Note: This documentation is based on VMware Cloud Foundation 5.2.1. For information on the VMware Private AI Foundation with NVIDIA functionality in VMware Cloud Foundation 5.2, see VMware Private AI Foundation with NVIDIA Guide for VMware Cloud Foundation 5.2.

Prerequisites

Verify that VMware Private AI Foundation with NVIDIA is configured up to this step of the deployment workflow. See Preparing VMware Cloud Foundation for Private AI Workload Deployment.

Procedure

For a VMware Cloud Foundation 5.2.1 instance, log in to the vCenter Server instance for the management domain at https://<vcenter_server_fqdn>/ui as [email protected].
In the vSphere Client side panel, click Private AI Foundation.
In the Private AI Foundation workflow, click the Set Up a Workload Domain section.
Deploy an NSX Edge cluster in the VI workload domain.
See Deploy an NSX Edge Cluster. The wizard in the guided deployment workflow has the same options as the analogous wizard in the SDDC Manager UI.

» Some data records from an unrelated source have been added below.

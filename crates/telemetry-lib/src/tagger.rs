//! Resource tagging with cluster identity
//!
//! Every record leaving an edge cluster carries the cluster's identity.
//! Workload-supplied attributes win on key collision, except for the
//! `cluster.*` namespace which only the tagger may write.

use crate::error::ConfigError;
use crate::models::{attributes, SignalRecord};
use std::collections::BTreeMap;

/// Process-configured identity of an edge cluster
#[derive(Debug, Clone, PartialEq, Eq)]
pub struct ClusterIdentity {
    name: String,
    region: String,
    environment: String,
    extra: BTreeMap<String, String>,
}

impl ClusterIdentity {
    /// Build an identity; blank fields are a fatal configuration error
    pub fn new(
        name: impl Into<String>,
        region: impl Into<String>,
        environment: impl Into<String>,
    ) -> Result<Self, ConfigError> {
        let name = required(name.into(), attributes::CLUSTER_NAME)?;
        let region = required(region.into(), attributes::CLUSTER_REGION)?;
        let environment = required(environment.into(), attributes::CLUSTER_ENVIRONMENT)?;

        Ok(Self {
            name,
            region,
            environment,
            extra: BTreeMap::new(),
        })
    }

    /// Add an additional `cluster.<key>` attribute (e.g. zone, provider)
    pub fn with_extra(mut self, key: &str, value: impl Into<String>) -> Self {
        let key = if key.starts_with(attributes::CLUSTER_PREFIX) {
            key.to_string()
        } else {
            format!("{}{}", attributes::CLUSTER_PREFIX, key)
        };
        self.extra.insert(key, value.into());
        self
    }

    pub fn name(&self) -> &str {
        &self.name
    }

    pub fn region(&self) -> &str {
        &self.region
    }

    pub fn environment(&self) -> &str {
        &self.environment
    }

    fn entries(&self) -> impl Iterator<Item = (&str, &str)> {
        [
            (attributes::CLUSTER_NAME, self.name.as_str()),
            (attributes::CLUSTER_REGION, self.region.as_str()),
            (attributes::CLUSTER_ENVIRONMENT, self.environment.as_str()),
        ]
        .into_iter()
        .chain(self.extra.iter().map(|(k, v)| (k.as_str(), v.as_str())))
    }
}

fn required(value: String, field: &'static str) -> Result<String, ConfigError> {
    let trimmed = value.trim();
    if trimmed.is_empty() {
        return Err(ConfigError::MissingIdentity(field));
    }
    Ok(trimmed.to_string())
}

/// Merges cluster identity into record attributes
#[derive(Debug, Clone)]
pub struct ResourceTagger {
    identity: ClusterIdentity,
}

impl ResourceTagger {
    pub fn new(identity: ClusterIdentity) -> Self {
        Self { identity }
    }

    pub fn identity(&self) -> &ClusterIdentity {
        &self.identity
    }

    /// Tag a record. Pure and total: no I/O, never fails.
    pub fn tag(&self, mut record: SignalRecord) -> SignalRecord {
        // Workloads must not spoof cluster identity
        record
            .resource_attributes
            .retain(|key, _| !key.starts_with(attributes::CLUSTER_PREFIX));

        for (key, value) in self.identity.entries() {
            record
                .resource_attributes
                .insert(key.to_string(), value.to_string());
        }
        record
    }
}

#[cfg(test)]
mod tests {
    use super::*;
    use crate::models::Severity;

    fn tagger() -> ResourceTagger {
        ResourceTagger::new(ClusterIdentity::new("edge-a", "eu-west-1", "prod").unwrap())
    }

    #[test]
    fn test_missing_identity_is_fatal() {
        assert_eq!(
            ClusterIdentity::new("", "eu", "prod"),
            Err(ConfigError::MissingIdentity(attributes::CLUSTER_NAME))
        );
        assert_eq!(
            ClusterIdentity::new("edge", "  ", "prod"),
            Err(ConfigError::MissingIdentity(attributes::CLUSTER_REGION))
        );
        assert_eq!(
            ClusterIdentity::new("edge", "eu", ""),
            Err(ConfigError::MissingIdentity(attributes::CLUSTER_ENVIRONMENT))
        );
    }

    #[test]
    fn test_tag_adds_identity() {
        let record = tagger().tag(SignalRecord::metric("cpu", 0.3, "cores"));
        assert_eq!(record.attribute(attributes::CLUSTER_NAME), Some("edge-a"));
        assert_eq!(record.attribute(attributes::CLUSTER_REGION), Some("eu-west-1"));
        assert_eq!(record.attribute(attributes::CLUSTER_ENVIRONMENT), Some("prod"));
    }

    #[test]
    fn test_workload_attributes_win_outside_cluster_namespace() {
        let record = SignalRecord::log("hi", Severity::Info)
            .with_attribute(attributes::NAMESPACE, "payments")
            .with_attribute(attributes::POD, "api-7");
        let tagged = tagger().tag(record);
        assert_eq!(tagged.attribute(attributes::NAMESPACE), Some("payments"));
        assert_eq!(tagged.attribute(attributes::POD), Some("api-7"));
    }

    #[test]
    fn test_cluster_keys_cannot_be_spoofed() {
        let record = SignalRecord::log("hi", Severity::Info)
            .with_attribute(attributes::CLUSTER_NAME, "someone-else")
            .with_attribute("cluster.zone", "fake-zone");
        let tagged = tagger().tag(record);
        assert_eq!(tagged.attribute(attributes::CLUSTER_NAME), Some("edge-a"));
        assert_eq!(tagged.attribute("cluster.zone"), None);
    }

    #[test]
    fn test_extra_identity_attributes() {
        let identity = ClusterIdentity::new("edge-b", "us-east-2", "staging")
            .unwrap()
            .with_extra("zone", "us-east-2a")
            .with_extra("cluster.provider", "eks");
        let tagged = ResourceTagger::new(identity)
            .tag(SignalRecord::metric("m", 1.0, "").with_attribute("cluster.zone", "nope"));
        assert_eq!(tagged.attribute("cluster.zone"), Some("us-east-2a"));
        assert_eq!(tagged.attribute("cluster.provider"), Some("eks"));
    }

    #[test]
    fn test_tag_is_idempotent() {
        let t = tagger();
        let once = t.tag(SignalRecord::metric("m", 1.0, "").with_attribute("a", "b"));
        let twice = t.tag(once.clone());
        assert_eq!(once, twice);
    }
}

SDDC Manager also deploys a Tier-0 gateway that you specify at Supervisor deployment. The Tier-0 gateway is in active-active high availability mode.
In the Private AI Foundation workflow, click the Set Up Workload Management section.
Configure a storage policy for the Supervisor.
See Create Storage Policies for vSphere with Tanzu. The wizard for creating a VM storage policy in the guided deployment workflow is the same as the analogous wizard in the Policies and Profiles area of the vSphere Client.
Enable workload management, deploying a Supervisor on the default cluster of GPU-enabled ESXi hosts in the VI workload domain.
You use static IP address assignment for the management network. Assign the supervisor VM management network on the vSphere Distributed Switch for the cluster.
Configure the workload network in the following way:
- Use the vSphere Distributed Switch for the cluster or create one specifically for AI workloads.
- Configure the Supervisor with the NSX Edge cluster and Tier-0 gateway that you deployed by using SDDC Manager.
- Set the rest of the values according to your design.
Use the storage policy you created.

For more information on deploying a Supervisor on a single cluster, see Enable Workload Management and Deploy a One-Zone Supervisor with NSX Networking. The wizard in the guided deployment workflow is the same as the analogous wizard in the Workload Management area of the vSphere Client.